Девки, тесно сбившиеся на дальнем конце стола, ведут нестройным хором:
- Мине батюшкин хлеб
- Есть не хочется,
- Его хлеб полынь пахнет,
- Темной горькою горчицей
- Отзывается…
В избе стоит туман, розовый от заката. Окна облепили снаружи ребятишки и бабы.
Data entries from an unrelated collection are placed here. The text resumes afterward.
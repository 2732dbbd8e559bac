//! ZTrack 演示宿主
//!
//! 用法：`ztrack [--verbose] [scene.json]`
//!
//! 不给脚本时回放内置演示场景。

mod script;

use anyhow::Result;
use clap::Parser;
use std::path::PathBuf;
use tracing::{info, Level};
use tracing_subscriber::FmtSubscriber;

use script::SceneScript;

#[derive(Parser, Debug)]
#[command(name = "ztrack", version, about = "Replay a linked-geometry drag scene")]
struct Args {
    /// 输出 debug 日志（包括消息分发）
    #[arg(short, long)]
    verbose: bool,

    /// JSON 场景脚本，缺省时回放内置演示场景
    script: Option<PathBuf>,
}

fn main() -> Result<()> {
    let args = Args::parse();
    let level = if args.verbose { Level::DEBUG } else { Level::INFO };

    // 初始化日志
    tracing::subscriber::set_global_default(
        FmtSubscriber::builder().with_max_level(level).finish(),
    )?;

    info!("Starting ZTrack...");

    let script = match &args.script {
        Some(path) => {
            info!("Loading scene script {}", path.display());
            SceneScript::load(path)?
        }
        None => {
            info!("No scene script given, replaying the demo scene");
            SceneScript::demo()?
        }
    };

    let summary = script.run(args.verbose)?;

    for outcome in &summary.outcomes {
        info!("Pointer event: {:?}", outcome);
    }
    for (name, coordinates) in &summary.coordinates {
        let points: Vec<String> = coordinates
            .iter()
            .map(|p| format!("({:.3}, {:.3}, {:.3})", p.x, p.y, p.z))
            .collect();
        info!("{}: {}", name, points.join(" "));
    }
    info!(
        "{} scene writes, {} failed deferred tasks",
        summary.scene_writes, summary.failed_tasks
    );

    Ok(())
}
//! 几何实体
//!
//! 实体持有一组有序坐标，坐标只能经由
//! [`EditSession::update`](crate::session::EditSession::update) 整体替换。
//! 拖拽状态（`is_full_drag` / `drag_indices`）由联动图在拖拽开始时写入，
//! 拖拽结束或取消时清除。

use crate::math::{Matrix4, Point3};
use std::collections::BTreeSet;

slotmap::new_key_type! {
    /// 实体唯一标识（同时用作场景节点标识）
    pub struct EntityId;
}

/// 提供坐标的能力接口
///
/// 拖拽能力只依赖这个窄接口，而不是具体实体类型。
pub trait CoordinateProvider {
    fn coordinates(&self) -> &[Point3];
}

/// 几何实体
#[derive(Debug, Clone, Default)]
pub struct GeometryEntity {
    name: String,
    coordinates: Vec<Point3>,
    previous_coordinates: Vec<Point3>,
    pub(crate) is_full_drag: bool,
    pub(crate) drag_indices: BTreeSet<usize>,
}

impl GeometryEntity {
    pub fn new(name: impl Into<String>, coordinates: Vec<Point3>) -> Self {
        Self {
            name: name.into(),
            coordinates,
            ..Default::default()
        }
    }

    pub fn name(&self) -> &str {
        &self.name
    }

    /// 当前坐标的拷贝
    pub fn get_coordinates(&self) -> Vec<Point3> {
        self.coordinates.clone()
    }

    /// 最近一次提交之前的坐标快照
    pub fn previous_coordinates(&self) -> &[Point3] {
        &self.previous_coordinates
    }

    pub fn len(&self) -> usize {
        self.coordinates.len()
    }

    pub fn is_empty(&self) -> bool {
        self.coordinates.is_empty()
    }

    pub fn is_full_drag(&self) -> bool {
        self.is_full_drag
    }

    pub fn drag_indices(&self) -> &BTreeSet<usize> {
        &self.drag_indices
    }

    /// 与给定坐标逐点完全相同
    pub fn same_coordinates(&self, coordinates: &[Point3]) -> bool {
        self.coordinates.len() == coordinates.len()
            && self.coordinates.iter().zip(coordinates).all(|(a, b)| a == b)
    }

    /// 当前拖拽索引经 `matrix` 变换后的完整坐标
    ///
    /// 没有拖拽索引时返回 `None`。
    pub fn drag_coordinates(&self, matrix: &Matrix4) -> Option<Vec<Point3>> {
        if self.coordinates.is_empty() || self.drag_indices.is_empty() {
            return None;
        }

        let mut coordinates = self.coordinates.clone();
        for &index in &self.drag_indices {
            if let Some(point) = coordinates.get_mut(index) {
                *point = matrix.transform_point(point);
            }
        }
        Some(coordinates)
    }

    /// 清空坐标
    pub fn reset(&mut self) {
        self.coordinates.clear();
        self.previous_coordinates.clear();
    }

    /// 提交新坐标，旧坐标成为 `previous_coordinates`
    pub(crate) fn commit(&mut self, coordinates: Vec<Point3>) {
        self.previous_coordinates = std::mem::replace(&mut self.coordinates, coordinates);
    }

    /// 同一轮传播中再次修改坐标，保留本轮开始前的快照
    pub(crate) fn amend(&mut self, coordinates: Vec<Point3>) {
        self.coordinates = coordinates;
    }

    pub(crate) fn mark_full_drag(&mut self) {
        self.is_full_drag = true;
        self.drag_indices = (0..self.coordinates.len()).collect();
    }

    pub(crate) fn clear_drag_state(&mut self) {
        self.is_full_drag = false;
        self.drag_indices.clear();
    }
}

impl CoordinateProvider for GeometryEntity {
    fn coordinates(&self) -> &[Point3] {
        &self.coordinates
    }
}
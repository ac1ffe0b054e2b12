use std::collections::BTreeSet;
use std::fmt;

/// An entity handle. Ids are handed out in strictly increasing order and never
/// recycled, so a stale handle can never alias a newer entity.
#[derive(Clone, Copy, PartialEq, Eq, PartialOrd, Ord, Hash)]
pub struct Entity(pub(crate) u64);

impl Entity {
    /// Create an entity from a raw id (mainly for testing).
    pub fn from_raw(id: u64) -> Self {
        Self(id)
    }

    /// The raw id of this entity.
    pub fn id(&self) -> u64 {
        self.0
    }
}

impl fmt::Debug for Entity {
    fn fmt(&self, f: &mut fmt::Formatter<'_>) -> fmt::Result {
        write!(f, "Entity({})", self.0)
    }
}

impl fmt::Display for Entity {
    fn fmt(&self, f: &mut fmt::Formatter<'_>) -> fmt::Result {
        write!(f, "{}", self.0)
    }
}

/// Owns entity identity: id generation and the active set.
#[derive(Debug, Default)]
pub struct EntityStore {
    next_id: u64,
    active: BTreeSet<Entity>,
}

impl EntityStore {
    /// Allocate the next id and mark it active.
    pub fn create(&mut self) -> Entity {
        let entity = Entity(self.next_id);
        self.next_id += 1;
        self.active.insert(entity);
        entity
    }

    /// Remove an entity from the active set. Returns `true` if it was active.
    pub fn destroy(&mut self, entity: Entity) -> bool {
        self.active.remove(&entity)
    }

    /// Check if an entity is currently active.
    pub fn is_alive(&self, entity: Entity) -> bool {
        self.active.contains(&entity)
    }

    /// All active entities in ascending id order.
    pub fn iter(&self) -> impl Iterator<Item = Entity> + '_ {
        self.active.iter().copied()
    }

    /// Number of currently active entities.
    pub fn len(&self) -> usize {
        self.active.len()
    }
}

#[cfg(test)]
mod tests {
    use super::*;

    #[test]
    fn create_sequential() {
        let mut store = EntityStore::default();
        let e0 = store.create();
        let e1 = store.create();
        assert_eq!(e0.id(), 0);
        assert_eq!(e1.id(), 1);
        assert_eq!(store.len(), 2);
    }

    #[test]
    fn ids_are_never_reused() {
        let mut store = EntityStore::default();
        let mut last = store.create();
        for round in 0..50 {
            if round % 3 == 0 {
                store.destroy(last);
            }
            let next = store.create();
            assert!(next > last);
            last = next;
        }
    }

    #[test]
    fn double_destroy_is_noop() {
        let mut store = EntityStore::default();
        let e = store.create();
        assert!(store.destroy(e));
        assert!(!store.destroy(e));
        assert!(!store.destroy(Entity::from_raw(999)));
        assert_eq!(store.len(), 0);
    }

    #[test]
    fn destroyed_entity_not_alive() {
        let mut store = EntityStore::default();
        let e0 = store.create();
        store.destroy(e0);
        assert!(!store.is_alive(e0));
        let e1 = store.create();
        assert!(store.is_alive(e1));
        assert_ne!(e0, e1);
    }
}
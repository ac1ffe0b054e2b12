//! Fires zone triggers whose conditions are satisfied.

use std::collections::HashSet;
use std::sync::Arc;

use tracing::{debug, info, warn};
use vignette_ecs::{System, World};

use crate::command::{ScriptCommand, START_SEQUENCE};
use crate::components::spawn_sequence_runner;
use crate::priority;
use crate::sequence::TriggerCondition;
use crate::zone::{Environment, Shared, ZoneService};

/// Watches the environment's triggers and starts sequences when they fire.
///
/// Timing is measured from the moment the evaluator first observes the
/// current environment generation; a reload starts the clock over and rearms
/// every trigger.
pub struct TriggerEvaluator<E = ZoneService> {
    environment: Shared<E>,
    fired: HashSet<String>,
    /// Triggers already reported as unsupported or malformed
    reported: HashSet<String>,
    elapsed: f32,
    seen_generation: Option<u64>,
}

impl<E> TriggerEvaluator<E> {
    pub fn new(environment: Shared<E>) -> Self {
        Self {
            environment,
            fired: HashSet::new(),
            reported: HashSet::new(),
            elapsed: 0.0,
            seen_generation: None,
        }
    }

    /// Forget fired triggers and restart the load clock.
    pub fn reset(&mut self) {
        self.fired.clear();
        self.reported.clear();
        self.elapsed = 0.0;
    }

    pub fn has_fired(&self, trigger_id: &str) -> bool {
        self.fired.contains(trigger_id)
    }
}

impl<E: Environment + Send + Sync + 'static> System for TriggerEvaluator<E> {
    fn name(&self) -> &str {
        "TriggerEvaluator"
    }

    fn priority(&self) -> i32 {
        priority::TRIGGERS
    }

    fn run_timed(&mut self, world: &mut World, dt: f32) {
        let shared = Arc::clone(&self.environment);
        let environment = shared.read();

        let generation = environment.generation();
        if self.seen_generation != Some(generation) {
            if self.seen_generation.is_some() {
                debug!("Environment changed, rearming triggers");
            }
            self.reset();
            self.seen_generation = Some(generation);
        }
        self.elapsed += dt;

        for trigger in environment.triggers() {
            if self.fired.contains(&trigger.id) && !trigger.repeatable {
                continue;
            }

            let satisfied = match TriggerCondition::parse(&trigger.condition) {
                Ok(TriggerCondition::OnLoad { delay }) => self.elapsed >= delay,
                Ok(condition) => {
                    if self.reported.insert(trigger.id.clone()) {
                        debug!("Trigger '{}': {:?} is not evaluated", trigger.id, condition);
                    }
                    false
                }
                Err(e) => {
                    if self.reported.insert(trigger.id.clone()) {
                        warn!("Trigger '{}' ignored: {}", trigger.id, e);
                    }
                    false
                }
            };
            if !satisfied {
                continue;
            }

            info!("Trigger '{}' fired", trigger.id);
            for command in &trigger.commands {
                match ScriptCommand::parse(command) {
                    Ok(ScriptCommand::StartSequence { sequence_id }) => {
                        spawn_sequence_runner(world, sequence_id);
                    }
                    Ok(_) => warn!(
                        "Trigger '{}' can only run {}, skipping {}",
                        trigger.id, START_SEQUENCE, command.command_type
                    ),
                    Err(e) => warn!("Trigger '{}' skipped a command: {}", trigger.id, e),
                }
            }
            self.fired.insert(trigger.id.clone());
        }
    }
}

#[cfg(test)]
mod tests {
    use super::*;
    use crate::command::Command;
    use crate::components::ActiveSequenceBookmark;
    use crate::sequence::{Condition, Sequence, Trigger, ON_INTERACT};
    use crate::properties::Properties;
    use crate::zone::Zone;

    fn runner_count(world: &World) -> usize {
        world.entities_with::<(ActiveSequenceBookmark,)>().len()
    }

    fn zone_with(trigger: Trigger) -> Zone {
        Zone::new("test")
            .with_sequence(Sequence::new("intro", vec![Command::wait(1.0)]))
            .with_trigger(trigger)
    }

    #[test]
    fn on_load_fires_once_after_delay() {
        let environment = ZoneService::shared();
        environment.write().load(zone_with(Trigger::new(
            "start",
            Condition::on_load(0.05),
            vec![Command::start_sequence("intro")],
        )));
        let mut world = World::new();
        let mut evaluator = TriggerEvaluator::new(environment);

        evaluator.run_timed(&mut world, 0.01);
        assert_eq!(runner_count(&world), 0);
        assert!(!evaluator.has_fired("start"));

        evaluator.run_timed(&mut world, 0.05);
        assert_eq!(runner_count(&world), 1);
        assert!(evaluator.has_fired("start"));

        for _ in 0..10 {
            evaluator.run_timed(&mut world, 0.1);
        }
        assert_eq!(runner_count(&world), 1);
    }

    #[test]
    fn repeatable_trigger_fires_every_tick() {
        let environment = ZoneService::shared();
        environment.write().load(zone_with(
            Trigger::new(
                "loop",
                Condition::on_load(0.0),
                vec![Command::start_sequence("intro")],
            )
            .repeatable(),
        ));
        let mut world = World::new();
        let mut evaluator = TriggerEvaluator::new(environment);

        evaluator.run_timed(&mut world, 0.1);
        evaluator.run_timed(&mut world, 0.1);
        assert_eq!(runner_count(&world), 2);
    }

    #[test]
    fn reload_rearms_triggers() {
        let environment = ZoneService::shared();
        let trigger = Trigger::new(
            "start",
            Condition::on_load(0.0),
            vec![Command::start_sequence("intro")],
        );
        environment.write().load(zone_with(trigger.clone()));
        let mut world = World::new();
        let mut evaluator = TriggerEvaluator::new(environment.clone());

        evaluator.run_timed(&mut world, 0.1);
        evaluator.run_timed(&mut world, 0.1);
        assert_eq!(runner_count(&world), 1);

        environment.write().load(zone_with(trigger));
        evaluator.run_timed(&mut world, 0.1);
        assert_eq!(runner_count(&world), 2);
    }

    #[test]
    fn unsupported_conditions_and_commands_never_spawn() {
        let environment = ZoneService::shared();
        let interact = Trigger::new(
            "talk",
            Condition {
                condition_type: ON_INTERACT.to_string(),
                properties: Properties::new(),
            },
            vec![Command::start_sequence("intro")],
        );
        let chime = Trigger::new(
            "chime",
            Condition::on_load(0.0),
            vec![Command::play_sound("bell")],
        );
        environment
            .write()
            .load(zone_with(interact).with_trigger(chime));
        let mut world = World::new();
        let mut evaluator = TriggerEvaluator::new(environment);

        for _ in 0..3 {
            evaluator.run_timed(&mut world, 1.0);
        }
        assert_eq!(runner_count(&world), 0);
        assert!(!evaluator.has_fired("talk"));
        assert!(evaluator.has_fired("chime"));
    }

    #[test]
    fn empty_environment_is_quiet() {
        let mut world = World::new();
        let mut evaluator = TriggerEvaluator::new(ZoneService::shared());
        evaluator.run_timed(&mut world, 0.1);
        assert_eq!(world.entity_count(), 0);
    }
}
Мужик теребит парнишку-балалаечника:
– Матаню давай, матаню!
Феклуша снует у столов, за ней хвостом ходят две бабы, Матрена и Крячиха.
– Стюдень с потрохов тута, поросеночек… Матренка, башка дурья, а курник? Курник самый и позабыли!
Бабы со стоном кидаются за курником.
С Баранчиком сидят солидные мужики, отец Еремей, дьякон Левонтий.
– …На кой он нужон, депутат? Сидять, гутарють на казенном жалованье. А моя покамест обратно двух девок принясла…
– Зямли от ей все одно не дождешься, от думы энтой…
– Гнать их, дармоедов.
– Прежних-то разогнали, а толку? Нешто новые лучше?
– Нонешний год грех жаловаться. Уродила, дай бог…
– А цана? Один убыток.
– На хлебушко Господь цены строить… – строго замечает старик Лыков, осеняя себя крестом, и все вздыхают, крестятся за ним.
Бабы разглядывают Варвару.
– Да ты поплачь, девка, не стыдися, – советуют ей. – Слезами умоесся – сердечку-то и веселей…
Варвара застыла как истукан, сложив на коленях руки, не поднимая глаз. У Евсевны интересуются:
– Волос у табе, матка, темнай, а дочкя белявая, ровно чухонка. Отчегой-то?
– Уж так Господь дал… – вздыхает она.
У крыльца сгрудилась толпа баб и ребятишек. Поют двое нищих, им подтягивает местный дурачок Мартынка в бабьем салопе:
- Сохрани и помилуй,
- При путе при дороге,
- При темной при ночи,
- От бегучего от зверя,
- От ползучего от змея,
- Всех от скорби, от болезни,
- Мать пречистая царица,
- Святый Петр и Павел,
- И Кузьма со Демьяном…
Слепой приземистый оборванец держится за локоть костлявого мужика с длинными, как у попа, волосами.
– Чего развылися, как по покойнику? – Феклуша сует им пирогов и селедок. – Свадьба тута, гуляють…
– А по такому прякрасному случаю! – наглой скороговоркой подхватывает длинноволосый. – Прикажи, хозяюшка, водочки православным божиим людям…
Слепой берет стопку, кланяется, бормочет тусклым голосом:
– Телесам на здравие, душам вечное спасение, грехам на прощение…
– С законным браком! – орет длинноволосый. – Дай Бог хер поширше, целку потесней, штоб играла да пела, только б не скрыпела…
В горнице безногий растянул свою ливенку с лихим перебором.
– Матаню давай! – кричат ему.
Старший сын Баранчика Егор, уже порядком пьяный, втискивается на лавку к девкам:
– И-эх, красны дявицы, пирожныя мастерицы! Раздайсь, голожопыя!
Они визжат, пихаются, сваливают его на пол.
– Ступай свою тискай, чорт плешивый!